Grafitis en su sitio
La decisión gubernamental de elegir a través del Instituto Nacional de Cultura (Inac) los espacios públicos que pueden usarse como grafitis constituye una solución racional al asunto. La salida del Inac respeta el derecho a la libre expresión de los artistas y ordena el espacio urbano, delimitando fronteras entre la licitud y la ilicitud en cuanto al uso de la propiedad pública sometida a excesos anárquicos de la anonimidad creativa de grafitis.

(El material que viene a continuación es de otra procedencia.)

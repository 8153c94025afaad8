//! Host element model.
//!
//! `Element` is the minimal view of a host UI node the motion layer needs:
//! identity, classes, children, a layout box for viewport checks and an
//! inline style override map for the animated properties. Elements are shared
//! through `ElementRef` (`Rc<Element>`); scopes only keep `Weak` references.

use std::cell::{Cell, RefCell};
use std::collections::BTreeMap;
use std::rc::{Rc, Weak};

use serde::{Deserialize, Serialize};

use crate::types::{Property, PropertySet};

/// Shared handle to a host element.
pub type ElementRef = Rc<Element>;

/// Identifier of an element, unique per process.
#[derive(Debug, Clone, Copy, PartialEq, Eq, PartialOrd, Ord, Hash, Serialize, Deserialize)]
pub struct ElementId(pub u64);

impl ElementId {
    fn next() -> Self {
        use std::sync::atomic::{AtomicU64, Ordering};
        static COUNTER: AtomicU64 = AtomicU64::new(1);
        Self(COUNTER.fetch_add(1, Ordering::Relaxed))
    }
}

/// Inline style overrides applied by animations.
///
/// An empty map means the element shows its natural styling.
#[derive(Debug, Clone, Default, PartialEq)]
pub struct InlineStyle {
    overrides: BTreeMap<Property, f64>,
}

impl InlineStyle {
    pub fn get(&self, property: Property) -> Option<f64> {
        self.overrides.get(&property).copied()
    }

    pub fn is_empty(&self) -> bool {
        self.overrides.is_empty()
    }

    pub fn len(&self) -> usize {
        self.overrides.len()
    }
}

#[derive(Debug)]
pub struct Element {
    id: ElementId,
    tag: String,
    classes: RefCell<Vec<String>>,
    children: RefCell<Vec<ElementRef>>,
    parent: RefCell<Weak<Element>>,
    /// Document offset of the element's top edge in pixels.
    top: Cell<f64>,
    height: Cell<f64>,
    style: RefCell<InlineStyle>,
}

impl Element {
    pub fn new(tag: impl Into<String>) -> ElementRef {
        Rc::new(Self {
            id: ElementId::next(),
            tag: tag.into(),
            classes: RefCell::new(Vec::new()),
            children: RefCell::new(Vec::new()),
            parent: RefCell::new(Weak::new()),
            top: Cell::new(0.0),
            height: Cell::new(0.0),
            style: RefCell::new(InlineStyle::default()),
        })
    }

    /// Create an element carrying one class.
    pub fn with_class(tag: impl Into<String>, class: impl Into<String>) -> ElementRef {
        let element = Self::new(tag);
        element.add_class(class);
        element
    }

    pub fn id(&self) -> ElementId {
        self.id
    }

    pub fn tag(&self) -> &str {
        &self.tag
    }

    pub fn add_class(&self, class: impl Into<String>) {
        let class = class.into();
        let mut classes = self.classes.borrow_mut();
        if !classes.contains(&class) {
            classes.push(class);
        }
    }

    pub fn has_class(&self, class: &str) -> bool {
        self.classes.borrow().iter().any(|c| c == class)
    }

    // ========================================================================
    // Tree
    // ========================================================================

    /// Append `child`, detaching it from any previous parent.
    pub fn append_child(self: &Rc<Self>, child: ElementRef) {
        if let Some(old_parent) = child.parent() {
            old_parent.remove_child(&child);
        }
        *child.parent.borrow_mut() = Rc::downgrade(self);
        self.children.borrow_mut().push(child);
    }

    /// Remove `child`; returns false if it was not a child of this element.
    pub fn remove_child(&self, child: &ElementRef) -> bool {
        let mut children = self.children.borrow_mut();
        let before = children.len();
        children.retain(|c| !Rc::ptr_eq(c, child));
        let removed = children.len() != before;
        if removed {
            *child.parent.borrow_mut() = Weak::new();
        }
        removed
    }

    /// Remove and return the last child.
    pub fn pop_child(&self) -> Option<ElementRef> {
        let child = self.children.borrow_mut().pop()?;
        *child.parent.borrow_mut() = Weak::new();
        Some(child)
    }

    /// Snapshot of the current children in document order.
    pub fn children(&self) -> Vec<ElementRef> {
        self.children.borrow().clone()
    }

    pub fn child_count(&self) -> usize {
        self.children.borrow().len()
    }

    pub fn parent(&self) -> Option<ElementRef> {
        self.parent.borrow().upgrade()
    }

    /// All descendants in depth-first document order.
    pub fn descendants(&self) -> Vec<ElementRef> {
        let mut out = Vec::new();
        for child in self.children.borrow().iter() {
            out.push(child.clone());
            out.extend(child.descendants());
        }
        out
    }

    // ========================================================================
    // Layout
    // ========================================================================

    pub fn set_layout(&self, top: f64, height: f64) {
        self.top.set(top);
        self.height.set(height);
    }

    pub fn top(&self) -> f64 {
        self.top.get()
    }

    pub fn height(&self) -> f64 {
        self.height.get()
    }

    // ========================================================================
    // Inline style
    // ========================================================================

    /// Current effective value: the override if present, else the natural value.
    pub fn style_value(&self, property: Property) -> f64 {
        self.style
            .borrow()
            .get(property)
            .unwrap_or_else(|| property.natural_value())
    }

    pub fn set_style(&self, property: Property, value: f64) {
        self.style.borrow_mut().overrides.insert(property, value);
    }

    pub fn apply_styles(&self, values: &PropertySet) {
        let mut style = self.style.borrow_mut();
        for (property, value) in values.iter() {
            if property != Property::Scalar {
                style.overrides.insert(property, value);
            }
        }
    }

    /// Snapshot of the current overrides.
    pub fn inline_style(&self) -> InlineStyle {
        self.style.borrow().clone()
    }

    /// Replace the overrides wholesale (used to restore a snapshot).
    pub fn restore_style(&self, snapshot: InlineStyle) {
        *self.style.borrow_mut() = snapshot;
    }

    pub fn clear_styles(&self) {
        self.style.borrow_mut().overrides.clear();
    }

    pub fn has_style_overrides(&self) -> bool {
        !self.style.borrow().is_empty()
    }
}

/// Rule selecting animation targets inside a container.
#[derive(Debug, Clone, PartialEq, Eq, Default, Serialize, Deserialize)]
#[serde(tag = "type", content = "class", rename_all = "snake_case")]
pub enum Selector {
    /// Immediate children of the container.
    #[default]
    Children,
    /// Immediate children carrying the class.
    ChildrenWithClass(String),
    /// Any descendant carrying the class, in document order.
    DescendantsWithClass(String),
}

impl Selector {
    /// Resolve against the container's current children.
    pub fn select(&self, container: &Element) -> Vec<ElementRef> {
        match self {
            Self::Children => container.children(),
            Self::ChildrenWithClass(class) => container
                .children()
                .into_iter()
                .filter(|c| c.has_class(class))
                .collect(),
            Self::DescendantsWithClass(class) => container
                .descendants()
                .into_iter()
                .filter(|c| c.has_class(class))
                .collect(),
        }
    }
}

/// A possibly-absent reference to a container element.
///
/// Owned by the host component and shared with bindings; empty before the
/// first render and after the element is torn down.
#[derive(Debug, Clone, Default)]
pub struct NodeRef(Rc<RefCell<Option<ElementRef>>>);

impl NodeRef {
    pub fn new() -> Self {
        Self::default()
    }

    pub fn with(element: ElementRef) -> Self {
        let node = Self::new();
        node.set(element);
        node
    }

    pub fn set(&self, element: ElementRef) {
        *self.0.borrow_mut() = Some(element);
    }

    pub fn clear(&self) {
        self.0.borrow_mut().take();
    }

    pub fn get(&self) -> Option<ElementRef> {
        self.0.borrow().clone()
    }

    pub fn is_set(&self) -> bool {
        self.0.borrow().is_some()
    }
}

Concluye así la clandestinidad de esta clase de arte popular, abriendo la posibilidad de que los autores accedan a las técnicas de la pintura mural en forma regulada. Como se conoce, la palabra grafiti deriva de la expresión italiana graffiti y la voz latina scariphare, es decir estilete o punzón que se utilizó en las civilizaciones arcaicas para la escritura sobre tablillas.

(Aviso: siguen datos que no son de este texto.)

//! Garage configuration system
//!
//! This crate provides centralized configuration for the garage motion layer,
//! loading settings from `garage.toml` with environment variable overrides.
//! Values are kept as plain data (seconds, pixels, easing ids as strings);
//! the motion crate validates and converts them into strategy options.

use serde::{Deserialize, Serialize};
use std::path::{Path, PathBuf};

/// Default configuration file name, looked up in the current directory.
pub const DEFAULT_CONFIG_FILE: &str = "garage.toml";

/// Errors raised while loading a configuration file.
#[derive(Debug, thiserror::Error)]
pub enum ConfigError {
    #[error("failed to read config file {path}: {source}")]
    Read {
        path: PathBuf,
        #[source]
        source: std::io::Error,
    },
    #[error("failed to parse config file {path}: {source}")]
    Parse {
        path: PathBuf,
        #[source]
        source: toml::de::Error,
    },
}

/// Main configuration structure
#[derive(Debug, Clone, Serialize, Deserialize, Default)]
#[serde(default)]
pub struct GarageConfig {
    /// Global motion preferences
    pub motion: MotionConfig,
    /// Numeric counter animation
    pub counter: CounterConfig,
    /// Staggered list entrance
    pub stagger: StaggerConfig,
    /// Scroll-triggered reveal
    pub scroll_reveal: ScrollRevealConfig,
    /// Headless demo driver settings
    pub demo: DemoConfig,
}

/// Global motion preferences
#[derive(Debug, Clone, Serialize, Deserialize, Default)]
#[serde(default)]
pub struct MotionConfig {
    /// Collapse every duration and stagger delay to zero
    pub reduced_motion: bool,
}

/// Counter animation configuration
#[derive(Debug, Clone, Serialize, Deserialize)]
#[serde(default)]
pub struct CounterConfig {
    /// Tween duration in seconds
    pub duration: f64,
    /// Easing curve id (e.g. "ease-out-quadratic")
    pub easing: String,
    /// Text rendered before the value
    pub prefix: String,
    /// Text rendered after the value
    pub suffix: String,
}

/// Staggered list entrance configuration
#[derive(Debug, Clone, Serialize, Deserialize)]
#[serde(default)]
pub struct StaggerConfig {
    /// Delay between consecutive items in seconds
    pub stagger: f64,
    /// Per-item tween duration in seconds
    pub duration: f64,
    /// Easing curve id
    pub easing: String,
    /// Initial vertical offset in pixels
    pub y: f64,
    /// Initial horizontal offset in pixels
    pub x: f64,
    /// Initial scale; only applied when below 1
    pub scale: f64,
    /// Item the stagger starts from: "start", "center", "end" or "edges"
    pub from: String,
}

/// Scroll-triggered reveal configuration
#[derive(Debug, Clone, Serialize, Deserialize)]
#[serde(default)]
pub struct ScrollRevealConfig {
    /// Initial vertical offset in pixels
    pub y: f64,
    /// Initial horizontal offset in pixels
    pub x: f64,
    /// Initial opacity
    pub opacity: f64,
    /// Tween duration in seconds
    pub duration: f64,
    /// Easing curve id
    pub easing: String,
    /// Viewport trigger, e.g. "top 85%"
    pub start: String,
    /// Delay between children in seconds; 0 reveals the container as one target
    pub stagger: f64,
}

/// Demo driver configuration
#[derive(Debug, Clone, Serialize, Deserialize)]
#[serde(default)]
pub struct DemoConfig {
    /// Simulated frame interval in milliseconds
    pub frame_ms: f64,
    /// Simulated viewport height in pixels
    pub viewport_height: f64,
}

impl Default for CounterConfig {
    fn default() -> Self {
        Self {
            duration: 1.5,
            easing: "ease-out-quadratic".to_string(),
            prefix: String::new(),
            suffix: String::new(),
        }
    }
}

impl Default for StaggerConfig {
    fn default() -> Self {
        Self {
            stagger: 0.08,
            duration: 0.5,
            easing: "ease-out-cubic".to_string(),
            y: 20.0,
            x: 0.0,
            scale: 1.0,
            from: "start".to_string(),
        }
    }
}

impl Default for ScrollRevealConfig {
    fn default() -> Self {
        Self {
            y: 40.0,
            x: 0.0,
            opacity: 0.0,
            duration: 0.7,
            easing: "ease-out-cubic".to_string(),
            start: "top 85%".to_string(),
            stagger: 0.0,
        }
    }
}

impl Default for DemoConfig {
    fn default() -> Self {
        Self {
            frame_ms: 16.67,
            viewport_height: 800.0,
        }
    }
}

fn env_flag(val: &str) -> bool {
    val == "1" || val.eq_ignore_ascii_case("true")
}

impl GarageConfig {
    /// Load configuration from a TOML file
    pub fn load_from_file<P: AsRef<Path>>(path: P) -> Result<Self, ConfigError> {
        let path = path.as_ref();
        let content = std::fs::read_to_string(path).map_err(|source| ConfigError::Read {
            path: path.to_path_buf(),
            source,
        })?;

        toml::from_str(&content).map_err(|source| ConfigError::Parse {
            path: path.to_path_buf(),
            source,
        })
    }

    /// Load configuration from `garage.toml` in the current directory,
    /// or return the default configuration if the file is missing or invalid
    pub fn load_or_default() -> Self {
        Self::load_from_file(DEFAULT_CONFIG_FILE).unwrap_or_default()
    }

    /// Merge configuration with environment variables
    ///
    /// Environment variables take precedence over configuration file values.
    /// Unparseable numeric overrides are ignored.
    pub fn merge_with_env(&mut self) {
        if let Ok(val) = std::env::var("GARAGE_REDUCED_MOTION") {
            self.motion.reduced_motion = env_flag(&val);
        }
        if let Ok(val) = std::env::var("GARAGE_COUNTER_DURATION") {
            if let Ok(duration) = val.parse::<f64>() {
                self.counter.duration = duration;
            }
        }
        if let Ok(val) = std::env::var("GARAGE_STAGGER_DELAY") {
            if let Ok(delay) = val.parse::<f64>() {
                self.stagger.stagger = delay;
            }
        }
        if let Ok(start) = std::env::var("GARAGE_REVEAL_START") {
            self.scroll_reveal.start = start;
        }
        if let Ok(val) = std::env::var("GARAGE_FRAME_MS") {
            if let Ok(frame_ms) = val.parse::<f64>() {
                self.demo.frame_ms = frame_ms;
            }
        }
    }

    /// Load configuration with environment variable overrides
    ///
    /// 1. Load from garage.toml (or use defaults if not found)
    /// 2. Override with environment variables if present
    pub fn load() -> Self {
        let mut config = Self::load_or_default();
        config.merge_with_env();
        config
    }
}
//! Error types for the motion layer.
//!
//! None of these reach the host's data channel: bindings log and swallow
//! activation errors, and strategies fall back to showing their final state.

use crate::types::{ActivationToken, TweenId};

/// Failure reported by an animation engine.
#[derive(Debug, Clone, PartialEq, thiserror::Error)]
pub enum EngineError {
    #[error("invalid tween timing: duration {duration}s, delay {delay}s")]
    InvalidTiming { duration: f64, delay: f64 },
    #[error("engine capacity of {limit} active tweens exhausted")]
    CapacityExhausted { limit: usize },
    #[error("unknown tween {0}")]
    UnknownTween(TweenId),
}

/// Misuse of an animation scope.
#[derive(Debug, Clone, PartialEq, Eq, thiserror::Error)]
pub enum ScopeError {
    /// A member tried to join a scope that was already torn down.
    #[error("scope {token} was revoked; refusing to register {member}")]
    Revoked {
        token: ActivationToken,
        member: String,
    },
}

/// Failure of a controller activation.
#[derive(Debug, Clone, PartialEq, thiserror::Error)]
pub enum ActivationError {
    #[error("animation engine failed: {0}")]
    Engine(#[from] EngineError),
    #[error(transparent)]
    Scope(#[from] ScopeError),
}

/// Invalid strategy options read from configuration.
#[derive(Debug, Clone, PartialEq, thiserror::Error)]
pub enum OptionsError {
    #[error(transparent)]
    Easing(#[from] crate::easing::ParseEasingError),
    #[error(transparent)]
    Threshold(#[from] crate::viewport::ParseThresholdError),
    #[error("`{field}` must be a finite, non-negative number of seconds, got {value}")]
    Timing { field: &'static str, value: f64 },
    #[error("unknown stagger origin {0:?}, expected start, center, end or edges")]
    Origin(String),
}

/// Check a configured time value.
pub(crate) fn seconds(field: &'static str, value: f64) -> Result<f64, OptionsError> {
    if value.is_finite() && value >= 0.0 {
        Ok(value)
    } else {
        Err(OptionsError::Timing { field, value })
    }
}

La regulación estatal del grafiti tiene un antecedente importante en la pintura mural mexicana. Por iniciativa del filósofo José Vasconcelos, como ministro de Educación, desde principios de la década de los años veinte, los pintores Diego Rivera, David Alfaro Siqueiros y José Clemente Orozco dispusieron de espacios públicos de universidades, ministerios, dependencias públicas para construir gigantescas expresiones de la técnica muralística inspiradas en pasajes de la historia mexicana a menudo con acentuada carga ideológica. Los muralistas no eligieron a su voluntad subjetiva las paredes de propiedad pública. En juicios de Octavio Paz, “el movimiento muralístico mexicano tiene características propias inconfundibles. No es exagerado decir que ocupa un lugar único en la historia del arte del siglo XX”.
En la era pos Segunda Guerra Mundial surgieron los grafitis como un recurso creativo a base de aerosol para estampar frases significativas o pintar escenas extraídas de la cultura popular urbana. Fue famosa la frase “Kilroy estuvo aquí” para señalar la presencia de los soldados norteamericanos en países de Europa Occidental y África del Norte, liberados de la dominación alemana. Kilroy fue el soldado desconocido que luchó fuera de su país contra los opresores nazifascistas. Luego el grafiti se diseminó por el mundo como una rama del pop-art, en ciudades como Nueva York, Los Ángeles y otras de Estados Unidos. En Nueva York recogieron las protestas del gueto, en Los Ángeles fue el legado de artistas pachucos quejosos del estatus de hegemonía anglosajona.
En Panamá sobresalen las pinturas de murales del maestro de las artes plásticas Enrique Lewis, en el palacio presidencial de Las Garzas, basadas en pasajes de la historia de la conquista.
En tiempos recientes se ha hecho presente la pintura de grafitis exaltando momentos estelares de la soberanía panameña. Pero las objeciones gubernamentales proceden del uso indiscriminado de las nuevas obras públicas del reordenamiento urbano, que llegó a excesos deplorables con el pintarrajeo clandestino de vagones del metro.
El nacionalismo pictórico puede conciliarse con el ordenamiento urbano en el que se han invertido millones de dólares del erario público. Si los muralistas mexicanos aceptaron gustosos pintar en los espacios culturales seleccionados por el Estado, no se concibe que los grafiteros locales sean la excepción a las normas contra la anarquía. El Inac dialogará con los artistas para conciliar puntos de vista.